While clinical trials provide information on the effect of MS therapies in the short term, there is a need to understand their longer-term effects in real-world use, especially on disability in MS. Researchers now have excellent access to long-term clinical data on thousands of people living with MS through global registries such as MSBase. These provide an excellent resource to answer these questions, but they require complex analysis. This is especially so, because many of factors, such as age, time on therapy, etc, are not standardised like they are in a clinical trial.  

Marginal structural models (MSM) are a type of statistical model that are used to estimate causal links in this kind of “observational data” in registries and therefore have been used to mimic clinical trials. However, there is a need to broaden the current scope of what can be addressed by MSM, to answer questions about the long-term effects of therapies, delayed effects of therapies and comparing multiple interventions.  

The research team have developed this project to extend the present capabilities of MSM to include questions that cannot feasibly be answered in clinical trials.  

Outcome

Professor Tomas Kalincik and his team have successfully developed and refined analytical approaches to better understand how MS treatments affect long-term disability outcomes using real-world data. These methods extend beyond what is possible in traditional clinical trials, allowing researchers to compare multiple treatments and examine their long-term and delayed effects.  

As part of the project, the team assembled and analysed a large international dataset from the MSBase registry, enabling comparison of seven different disease-modifying therapies (DMTs). They developed and implemented advanced statistical methods that allow multiple treatments to be compared simultaneously in a way that more closely reflects real-world clinical practice.  
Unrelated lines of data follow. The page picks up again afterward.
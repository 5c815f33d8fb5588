//! TOML-based service configuration.

use std::fs;
use std::net::{SocketAddr, ToSocketAddrs};
use std::path::Path;
use std::time::Duration;

use serde::Deserialize;
use thiserror::Error;

use crate::registry::{self, Node, Registry, StorageSite};

/// Environment variable overriding [`DashboardConfig::base_url`].
pub const ENV_API_BASE_URL: &str = "API_BASE_URL";
/// Environment variable overriding [`ServerConfig::seed`].
pub const ENV_SEED: &str = "GRID_SEED";

/// Top-level configuration parsed from TOML.
///
/// Every section is optional and defaults to the built-in ERCOT setup. Load
/// with [`ServiceConfig::from_toml_file`] or start from
/// [`ServiceConfig::default`].
#[derive(Debug, Clone, Default, Deserialize)]
#[serde(deny_unknown_fields)]
pub struct ServiceConfig {
    /// HTTP listener and randomness.
    #[serde(default)]
    pub server: ServerConfig,
    /// Market-wide parameters.
    #[serde(default)]
    pub market: MarketConfig,
    /// Terminal dashboard client.
    #[serde(default)]
    pub dashboard: DashboardConfig,
    /// Log filter and format.
    #[serde(default)]
    pub logging: LoggingConfig,
    /// Node and storage catalogs.
    #[serde(default)]
    pub registry: RegistryConfig,
}

/// HTTP listener and randomness.
#[derive(Debug, Clone, Deserialize)]
#[serde(default, deny_unknown_fields)]
pub struct ServerConfig {
    /// Listen address, `host:port`. The host may be an IP or a resolvable
    /// name such as `localhost`.
    pub bind: String,
    /// Fixed seed for every request's RNG. Unset means OS entropy.
    pub seed: Option<u64>,
}

impl Default for ServerConfig {
    fn default() -> Self {
        Self {
            bind: "0.0.0.0:5000".to_string(),
            seed: None,
        }
    }
}

/// Market-wide parameters.
#[derive(Debug, Clone, Deserialize)]
#[serde(default, deny_unknown_fields)]
pub struct MarketConfig {
    /// Node used by the history and spread endpoints when no `?node=` is given.
    pub reference_node: String,
}

impl Default for MarketConfig {
    fn default() -> Self {
        Self {
            reference_node: "A".to_string(),
        }
    }
}

/// Terminal dashboard client.
#[derive(Debug, Clone, Deserialize)]
#[serde(default, deny_unknown_fields)]
pub struct DashboardConfig {
    /// API root, without a trailing `/api`.
    pub base_url: String,
    /// Per-request timeout (seconds, > 0).
    pub timeout_secs: u64,
    /// How long a fetched payload is reused (seconds).
    pub cache_ttl_secs: u64,
    /// Auto-refresh interval (seconds, > 0).
    pub refresh_secs: u64,
}

impl Default for DashboardConfig {
    fn default() -> Self {
        Self {
            base_url: "http://localhost:5000".to_string(),
            timeout_secs: 5,
            cache_ttl_secs: 300,
            refresh_secs: 30,
        }
    }
}

impl DashboardConfig {
    pub fn timeout(&self) -> Duration {
        Duration::from_secs(self.timeout_secs)
    }

    pub fn cache_ttl(&self) -> Duration {
        Duration::from_secs(self.cache_ttl_secs)
    }

    pub fn refresh(&self) -> Duration {
        Duration::from_secs(self.refresh_secs)
    }
}

/// Log filter and format.
#[derive(Debug, Clone, Deserialize)]
#[serde(default, deny_unknown_fields)]
pub struct LoggingConfig {
    /// Default filter directive when `RUST_LOG` is unset.
    pub level: String,
    /// Emit JSON lines instead of human-readable output.
    pub json: bool,
}

impl Default for LoggingConfig {
    fn default() -> Self {
        Self {
            level: "info".to_string(),
            json: false,
        }
    }
}

/// Node and storage catalogs. Omitted lists fall back to the ERCOT catalog.
#[derive(Debug, Clone, Deserialize)]
#[serde(default, deny_unknown_fields)]
pub struct RegistryConfig {
    pub nodes: Vec<Node>,
    pub storage: Vec<StorageSite>,
}

impl Default for RegistryConfig {
    fn default() -> Self {
        Self {
            nodes: registry::default_nodes(),
            storage: registry::default_storage(),
        }
    }
}

/// Configuration error with field path and constraint description.
#[derive(Debug, Error, PartialEq)]
#[error("config error: {field}: {message}")]
pub struct ConfigError {
    /// Dotted field path (e.g., `"server.bind"`).
    pub field: String,
    /// Human-readable constraint description.
    pub message: String,
}

impl ConfigError {
    fn new(field: impl Into<String>, message: impl Into<String>) -> Self {
        Self {
            field: field.into(),
            message: message.into(),
        }
    }
}

const LOG_LEVELS: [&str; 5] = ["trace", "debug", "info", "warn", "error"];

impl ServiceConfig {
    /// Parses a configuration from a TOML file.
    ///
    /// # Errors
    ///
    /// Returns a `ConfigError` if the file cannot be read or the TOML is invalid.
    pub fn from_toml_file(path: &Path) -> Result<Self, ConfigError> {
        let content = fs::read_to_string(path).map_err(|e| {
            ConfigError::new("config", format!("cannot read \"{}\": {e}", path.display()))
        })?;
        Self::from_toml_str(&content)
    }

    /// Parses a configuration from a TOML string.
    ///
    /// # Errors
    ///
    /// Returns a `ConfigError` if the TOML is invalid or contains unknown fields.
    pub fn from_toml_str(s: &str) -> Result<Self, ConfigError> {
        toml::from_str(s).map_err(|e| ConfigError::new("toml", e.to_string()))
    }

    /// Applies environment overrides through `lookup`.
    ///
    /// Takes the lookup as a closure so callers (and tests) decide where
    /// variables come from; the binary passes `std::env::var(..).ok()`.
    ///
    /// # Errors
    ///
    /// Returns a `ConfigError` if `GRID_SEED` is not a valid `u64`.
    pub fn apply_env<F>(&mut self, lookup: F) -> Result<(), ConfigError>
    where
        F: Fn(&str) -> Option<String>,
    {
        if let Some(url) = lookup(ENV_API_BASE_URL).filter(|v| !v.is_empty()) {
            self.dashboard.base_url = url;
        }
        if let Some(raw) = lookup(ENV_SEED).filter(|v| !v.is_empty()) {
            let seed = raw.trim().parse::<u64>().map_err(|e| {
                ConfigError::new(
                    ENV_SEED,
                    format!("expected an unsigned integer, got \"{raw}\": {e}"),
                )
            })?;
            self.server.seed = Some(seed);
        }
        Ok(())
    }

    /// Resolved listen address; the first result wins for a hostname.
    ///
    /// # Errors
    ///
    /// Returns a `ConfigError` if `server.bind` is not `host:port` or the
    /// host does not resolve.
    pub fn bind_addr(&self) -> Result<SocketAddr, ConfigError> {
        let bind = &self.server.bind;
        let invalid =
            |message: String| ConfigError::new("server.bind", format!("\"{bind}\": {message}"));
        bind.to_socket_addrs()
            .map_err(|e| invalid(e.to_string()))?
            .next()
            .ok_or_else(|| invalid("no addresses resolved".to_string()))
    }

    /// Validates the catalogs and wraps them in a [`Registry`].
    ///
    /// # Errors
    ///
    /// Returns a `ConfigError` carrying the first catalog violation.
    pub fn build_registry(&self) -> Result<Registry, ConfigError> {
        Registry::new(self.registry.nodes.clone(), self.registry.storage.clone())
            .map_err(|e| ConfigError::new("registry", e.to_string()))
    }

    /// Validates all fields and returns a list of errors.
    ///
    /// Returns an empty vector if configuration is valid.
    pub fn validate(&self) -> Vec<ConfigError> {
        let mut errors = Vec::new();

        if let Err(e) = self.bind_addr() {
            errors.push(e);
        }

        match self.build_registry() {
            Ok(registry) => {
                if registry.node(&self.market.reference_node).is_none() {
                    errors.push(ConfigError::new(
                        "market.reference_node",
                        format!("unknown node \"{}\"", self.market.reference_node),
                    ));
                }
            }
            Err(e) => errors.push(e),
        }

        let dash = &self.dashboard;
        if !(dash.base_url.starts_with("http://") || dash.base_url.starts_with("https://")) {
            errors.push(ConfigError::new(
                "dashboard.base_url",
                format!("must start with http:// or https://, got \"{}\"", dash.base_url),
            ));
        }
        if dash.timeout_secs == 0 {
            errors.push(ConfigError::new("dashboard.timeout_secs", "must be > 0"));
        }
        if dash.refresh_secs == 0 {
            errors.push(ConfigError::new("dashboard.refresh_secs", "must be > 0"));
        }

        let level = self.logging.level.to_ascii_lowercase();
        if !LOG_LEVELS.contains(&level.as_str()) {
            errors.push(ConfigError::new(
                "logging.level",
                format!(
                    "must be one of {}, got \"{}\"",
                    LOG_LEVELS.join(", "),
                    self.logging.level
                ),
            ));
        }

        errors
    }
}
The research also addressed several important challenges when using real-world data. The team developed new approaches to improve the accuracy of treatment comparisons, including methods to correct for biases that can occur when people with MS enter studies at different timepoints and when treatment histories are incomplete. This ensures that treatment effects are estimated more reliably. 

Using these methods, the study showed that starting high-efficacy treatment early after diagnosis leads to improved disease control and reduced disability over time. Importantly, this benefit was seen across different age groups, including both younger and older people with MS. 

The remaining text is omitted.